__Material for the task__
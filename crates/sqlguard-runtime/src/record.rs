//! Per-run output records.

use chrono::{DateTime, Utc};
use serde::{Deserialize, Serialize};
use sqlguard_core::{Reason, ValidatorKind};
use std::collections::BTreeMap;
use std::fs;
use std::path::Path;

use crate::controller::HaltReason;
use crate::RuntimeError;

/// Whether a run consulted a validator.
#[derive(Debug, Clone, Copy, PartialEq, Eq, Hash, PartialOrd, Ord, Serialize, Deserialize)]
#[serde(rename_all = "snake_case")]
pub enum ConstraintMode {
    None,
    Guarded,
}

/// Everything one decode run reports.
///
/// `reject_reason_histogram` counts every probe, accepted or not, by reason.
#[derive(Debug, Clone, PartialEq, Serialize, Deserialize)]
pub struct RunRecord {
    pub model: String,
    pub device: String,
    pub max_new_tokens: usize,
    pub constraint: ConstraintMode,

    /// Validator variant for guarded runs
    #[serde(default)]
    pub guard: Option<ValidatorKind>,

    pub top_k: usize,
    pub accepted_tokens: usize,
    pub rejected_tokens: usize,
    pub dead_end: bool,
    pub halt_reason: HaltReason,
    pub total_time_ms: f64,
    pub avg_time_per_attempt_ms: f64,
    pub reject_reason_histogram: BTreeMap<Reason, usize>,
    pub prompt: String,

    /// Prompt followed by the generated text
    pub output_text: String,

    pub started_at: DateTime<Utc>,
}

impl RunRecord {
    /// Write the record as pretty JSON.
    pub fn write_json(&self, path: impl AsRef<Path>) -> Result<(), RuntimeError> {
        write_json(self, path)
    }

    /// Load a record written by [`RunRecord::write_json`].
    pub fn from_json_file(path: impl AsRef<Path>) -> Result<Self, RuntimeError> {
        let contents = fs::read_to_string(path)?;
        Ok(serde_json::from_str(&contents)?)
    }
}

/// `total / max(attempts, 1)`.
pub(crate) fn avg_per_attempt(total_ms: f64, attempts: usize) -> f64 {
    total_ms / attempts.max(1) as f64
}

/// Write any serialisable value as pretty JSON, creating parent directories.
pub fn write_json<T: Serialize>(value: &T, path: impl AsRef<Path>) -> Result<(), RuntimeError> {
    let path = path.as_ref();
    if let Some(parent) = path.parent() {
        if !parent.as_os_str().is_empty() {
            fs::create_dir_all(parent)?;
        }
    }
    fs::write(path, serde_json::to_string_pretty(value)?)?;
    tracing::info!(path = %path.display(), "wrote json");
    Ok(())
}

#[cfg(test)]
mod tests {
    use super::*;

    fn sample() -> RunRecord {
        let mut histogram = BTreeMap::new();
        histogram.insert(Reason::Incomplete, 2);
        histogram.insert(Reason::ParseError, 1);

        RunRecord {
            model: "scripted".to_string(),
            device: "cpu".to_string(),
            max_new_tokens: 8,
            constraint: ConstraintMode::Guarded,
            guard: Some(ValidatorKind::Grammar),
            top_k: 3,
            accepted_tokens: 2,
            rejected_tokens: 1,
            dead_end: false,
            halt_reason: HaltReason::StepBudgetExhausted,
            total_time_ms: 9.0,
            avg_time_per_attempt_ms: 3.0,
            reject_reason_histogram: histogram,
            prompt: "-- q\n".to_string(),
            output_text: "-- q\nSELECT * ".to_string(),
            started_at: Utc::now(),
        }
    }

    #[test]
    fn test_field_names_in_json() {
        let value = serde_json::to_value(sample()).unwrap();
        for key in [
            "model",
            "device",
            "max_new_tokens",
            "constraint",
            "top_k",
            "accepted_tokens",
            "rejected_tokens",
            "dead_end",
            "total_time_ms",
            "avg_time_per_attempt_ms",
            "reject_reason_histogram",
            "output_text",
        ] {
            assert!(value.get(key).is_some(), "missing {key}");
        }
        assert_eq!(value["constraint"], "guarded");
        assert_eq!(value["reject_reason_histogram"]["parse_error"], 1);
    }

    #[test]
    fn test_write_and_read_back() {
        let dir = tempfile::tempdir().unwrap();
        let path = dir.path().join("runs").join("000_guarded.json");

        let record = sample();
        record.write_json(&path).unwrap();

        let back = RunRecord::from_json_file(&path).unwrap();
        assert_eq!(back.accepted_tokens, record.accepted_tokens);
        assert_eq!(back.reject_reason_histogram, record.reject_reason_histogram);
    }

    #[test]
    fn test_avg_per_attempt_never_divides_by_zero() {
        assert_eq!(avg_per_attempt(5.0, 0), 5.0);
        assert_eq!(avg_per_attempt(6.0, 3), 2.0);
    }
}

__Exercise brief__
Look through the records and give only the number of lines where the string "runs" appears.

__Reply to the task__
2